In the final analysis, what I and others like me "construct" will be much more enduring and important that anything your company builds.


You are one pathetic individual!

Originally posted by: rdwoodpecker

You are one pathetic individual!


Well, I writhe helplessly in the crushing grip of your unassailable logic.

Originally posted by: Kevin Lewis

In the 1990s, I operated my own business for eight years and wound up with a total profit of about $250,000. I also worked for my father's equally successful business for a decade prior to that. I took several university-level accounting courses and got a CPA license.

 

But I don't really give a rat's rectum how much money you or anyone else does or doesn't make compared to me at this point. I'll tell you, you're not the first slime bucket who has sneered at my current profession because I don't make gobs of money at it or it's not a manly man pursuit like CONSTRUCTION (ooh, those muskles, as Olive Oyl would say). Teachers get a pretty poor rap in our society, which I think is a good reason why so many children grew up to be uneducated Trump supporters.

 

In the final analysis, what I and others like me "construct" will be much more enduring and important that anything your company builds.

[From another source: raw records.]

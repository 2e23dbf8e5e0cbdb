//! Translate command: the interactive front end of a translation run.

use anyhow::{Context, Result, bail};
use inquire::{Confirm, InquireError, Select};
use std::io::IsTerminal;
use std::path::{Path, PathBuf};

use super::status::{describe_language, ranked_languages};
use crate::catalog::Catalog;
use crate::cli::OnError;
use crate::cli::discovery::resolve_catalog;
use crate::config::{ConfigManager, ResolveOptions, ResolvedConfig, resolve_config};
use crate::engine::{
    CancelToken, EngineError, FixedPolicy, JobOutcome, ProgressStore, RecoveryAction,
    RecoveryPrompt, RetryPolicy, Scheduler, TranslationJob, TranslationSummary,
};
use crate::fs::create_backup;
use crate::translation::{
    CapabilityLookup, DeepLCapabilities, DeepLClient, Formality, ProviderFailure,
    display_language, language_name,
};
use crate::ui::{BatchProgress, InteractiveRecovery, Spinner, Style, is_prompt_cancelled};

pub struct TranslateOptions {
    pub catalog: Option<PathBuf>,
    pub to: Option<String>,
    pub formality: Option<String>,
    pub batch_size: Option<usize>,
    pub free_api: bool,
    pub api_key: Option<String>,
    pub fresh: bool,
    pub on_error: OnError,
}

/// A finished run and where its backup lives.
#[derive(Debug)]
pub struct TranslationReport {
    pub summary: TranslationSummary,
    pub backup_path: PathBuf,
}

#[derive(Debug)]
pub enum TranslateOutcome {
    Completed(TranslationReport),
    /// The user quit. Saved progress is kept for the next run.
    Cancelled,
}

pub async fn run_translate(options: TranslateOptions) -> Result<TranslateOutcome> {
    match translate(options).await {
        Err(e)
            if e.downcast_ref::<InquireError>()
                .is_some_and(is_prompt_cancelled) =>
        {
            eprintln!();
            crate::warn!("{}", Style::warning("Cancelled"));
            Ok(TranslateOutcome::Cancelled)
        }
        other => other,
    }
}

async fn translate(options: TranslateOptions) -> Result<TranslateOutcome> {
    let interactive = std::io::stdin().is_terminal();
    let config = load_config(&options)?;

    let client = DeepLClient::new(config.endpoint.clone(), config.api_key.clone());
    validate_api_key(&client).await?;

    let catalog_path = resolve_catalog(options.catalog.as_deref(), Path::new("."))?;
    let catalog = Catalog::load(&catalog_path)
        .with_context(|| format!("Failed to load catalog: {}", catalog_path.display()))?;

    let capabilities = DeepLCapabilities;
    let target_language = select_target_language(
        &catalog,
        &capabilities,
        options.to.as_deref(),
        interactive,
    )?;
    let formality = select_formality(
        &capabilities,
        &target_language,
        config.formality,
        interactive,
    )?;

    let backup_path = create_backup(&catalog_path)?;
    crate::info!("Backup created: {}", Style::secondary(backup_path.display()));

    let retry = RetryPolicy::default();
    let job = TranslationJob {
        catalog_path: &catalog_path,
        catalog: &catalog,
        target_language: &target_language,
        batch_size: config.batch_size,
        formality,
        retry,
    };

    let store = job.progress_store();
    offer_resume(&store, options.fresh, interactive)?;

    let outstanding = job.outstanding(&store).len();
    let progress = if outstanding == 0 {
        BatchProgress::hidden()
    } else {
        BatchProgress::new(outstanding)
    };
    let mut prompt: Box<dyn RecoveryPrompt> = match (options.on_error, interactive) {
        (OnError::Ask, true) => Box::new(InteractiveRecovery::new(
            progress.clone(),
            retry.rate_limit_delay,
        )),
        (OnError::Ask | OnError::Skip, _) => Box::new(FixedPolicy(RecoveryAction::Skip)),
        (OnError::Retry, _) => Box::new(FixedPolicy(RecoveryAction::Retry)),
        (OnError::Abort, _) => Box::new(FixedPolicy(RecoveryAction::Abort)),
    };

    let cancel = CancelToken::new();
    let signal = {
        let cancel = cancel.clone();
        tokio::spawn(async move {
            if tokio::signal::ctrl_c().await.is_ok() {
                crate::warn!(
                    "\n{} Stopping after the current batch...",
                    Style::warning("Interrupted.")
                );
                cancel.cancel();
            }
        })
    };

    let mut scheduler = Scheduler {
        provider: &client,
        capabilities: &capabilities,
        prompt: prompt.as_mut(),
        observer: &progress,
        cancel,
    };
    let result = job.run(&mut scheduler).await;
    signal.abort();
    progress.finish();

    match result.map_err(explain_engine_error)? {
        JobOutcome::Completed(summary) => {
            print_summary(&summary, &backup_path);
            Ok(TranslateOutcome::Completed(TranslationReport {
                summary,
                backup_path,
            }))
        }
        JobOutcome::Cancelled {
            saved,
            progress_path,
            ..
        } => {
            crate::warn!(
                "{} {saved} translations saved to {}\n\
                 Run xctr again to continue where you left off.",
                Style::warning("Translation cancelled."),
                progress_path.display()
            );
            Ok(TranslateOutcome::Cancelled)
        }
    }
}

fn load_config(options: &TranslateOptions) -> Result<ResolvedConfig> {
    let manager = ConfigManager::new()?;
    let file = manager.load_or_default()?;
    resolve_config(
        &ResolveOptions {
            api_key: options.api_key.clone(),
            free_api: options.free_api,
            batch_size: options.batch_size,
            formality: options.formality.clone(),
        },
        &file,
    )
}

async fn validate_api_key(client: &DeepLClient) -> Result<()> {
    let spinner = Spinner::new("Validating DeepL API key...");
    let usage = client.usage().await;
    spinner.stop();

    match usage {
        Ok(usage) => {
            crate::info!(
                "{} DeepL API key validated ({} of {} characters used)",
                Style::success("✓"),
                usage.character_count,
                usage.character_limit
            );
            Ok(())
        }
        Err(ProviderFailure::Unauthorized) => bail!(
            "Invalid DeepL API key\n\n\
             Get one at: https://www.deepl.com/pro#developer"
        ),
        Err(failure) => bail!("DeepL API connection failed: {failure}"),
    }
}

/// Picks the target language from `--to` or, interactively, from the catalog's languages.
fn select_target_language<C: CapabilityLookup>(
    catalog: &Catalog,
    capabilities: &C,
    requested: Option<&str>,
    interactive: bool,
) -> Result<String> {
    let available = catalog.target_languages();
    let (supported, unsupported) = capabilities.partition(&available);

    if !unsupported.is_empty() {
        crate::warn!(
            "{} Languages not supported by DeepL: {}",
            Style::warning("Warning:"),
            unsupported
                .iter()
                .map(|code| display_language(code))
                .collect::<Vec<_>>()
                .join(", ")
        );
    }
    if supported.is_empty() {
        bail!("No DeepL-supported languages found in the catalog");
    }

    if let Some(code) = requested {
        if !available.iter().any(|l| l == code) {
            bail!(
                "Language '{code}' not found in catalog\n\n\
                 Available: {}",
                available.join(", ")
            );
        }
        if !supported.iter().any(|l| l == code) {
            bail!("Language '{code}' is not supported by DeepL");
        }
        return Ok(code.to_string());
    }

    if !interactive {
        bail!(
            "Missing target language\n\n\
             Please provide it via:\n  \
             - CLI option: xctr --to <lang>\n\n\
             Available: {}",
            supported.join(", ")
        );
    }

    let ranked = ranked_languages(catalog, &supported);
    let labels: Vec<String> = ranked
        .iter()
        .map(|(code, stats)| describe_language(code, stats, capabilities.supports_formality(code)))
        .collect();
    let choice = Select::new("Choose target language:", labels.clone()).prompt()?;
    let index = labels.iter().position(|l| *l == choice).unwrap_or(0);
    Ok(ranked[index].0.clone())
}

/// Explicit formality wins; formality-capable targets ask; everything else sends none.
fn select_formality<C: CapabilityLookup>(
    capabilities: &C,
    target_language: &str,
    configured: Option<Formality>,
    interactive: bool,
) -> Result<Option<Formality>> {
    if configured.is_some() {
        return Ok(configured);
    }
    if !interactive || !capabilities.supports_formality(target_language) {
        return Ok(None);
    }

    let labels: Vec<&str> = Formality::ALL.iter().map(|f| f.label()).collect();
    let choice = Select::new(
        &format!(
            "{} supports formality options. Choose style:",
            language_name(target_language)
        ),
        labels,
    )
    .prompt()?;

    Ok(Formality::ALL
        .into_iter()
        .find(|f| f.label() == choice)
        .filter(|f| *f != Formality::Default))
}

/// Keeps or discards saved progress from an earlier run.
fn offer_resume(store: &ProgressStore, fresh: bool, interactive: bool) -> Result<()> {
    if !store.has_progress() {
        return Ok(());
    }

    let summary = store.summary();
    if fresh {
        crate::info!("Discarding {} saved translations (--fresh)", summary.count);
        return store
            .cleanup()
            .with_context(|| format!("Failed to remove {}", store.path().display()));
    }

    let when = summary
        .last_updated
        .map(|t| format!(", last updated {}", t.format("%Y-%m-%d %H:%M")))
        .unwrap_or_default();
    crate::status!(
        "Found existing progress: {} strings translated{when}",
        Style::value(summary.count)
    );

    if !interactive {
        return Ok(());
    }

    let resume = Confirm::new("Continue from where you left off?")
        .with_default(true)
        .prompt()?;
    if !resume {
        store
            .cleanup()
            .with_context(|| format!("Failed to remove {}", store.path().display()))?;
    }
    Ok(())
}

fn explain_engine_error(error: EngineError) -> anyhow::Error {
    match error {
        EngineError::Unauthorized => anyhow::anyhow!(
            "Invalid DeepL API key\n\n\
             Saved progress is kept; fix the key and run xctr again."
        ),
        EngineError::QuotaExceeded => anyhow::anyhow!(
            "DeepL quota exceeded\n\n\
             Upgrade your plan or wait for the reset; saved progress is kept."
        ),
        EngineError::Aborted { batch } => anyhow::anyhow!(
            "Translation aborted by user at batch {batch}\n\n\
             Saved progress is kept; run xctr again to continue."
        ),
        other => anyhow::Error::new(other),
    }
}

fn print_summary(summary: &TranslationSummary, backup_path: &Path) {
    crate::status!("{}", Style::success("Translation completed!"));
    crate::status!(
        "Translated {} strings for {}",
        Style::value(summary.translated),
        display_language(&summary.target_language)
    );
    if summary.skipped_empty > 0 {
        crate::status!(
            "{} strings came back empty and stay untranslated",
            Style::value(summary.skipped_empty)
        );
    }
    if !summary.skipped_batches.is_empty() {
        crate::warn!(
            "{} Skipped batches: {}. Run xctr again to retry them.",
            Style::warning("Warning:"),
            summary
                .skipped_batches
                .iter()
                .map(ToString::to_string)
                .collect::<Vec<_>>()
                .join(", ")
        );
    }
    crate::status!("Backup saved: {}", Style::secondary(backup_path.display()));
    crate::status!(
        "{}",
        Style::hint("You can delete the backup after verifying the results")
    );
}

Why yes, glad you mentioned how much more enduring and important that your chosen work field is. Well damn, when compared with the test scores of other countries our youth are way down the scale. So, I guess you and your associates have failed our children to date!

So make up some more bullshit and talk down to anyone who opposes your view! You are simply pathetic

Originally posted by: rdwoodpecker

Why yes, glad you mentioned how much more enduring and important that your chosen work field is. Well damn, when compared with the test scores of other countries our youth are way down the scale. So, I guess you and your associates have failed our children to date!

So make up some more bullshit and talk down to anyone who opposes your view! You are simply pathetic


We do the best job we can with the limited resources available. It's not our fault that 'MURRICA doesn't value learning as much as it should.

 

Call me pathetic one more time, willya, so it'll be a set of three.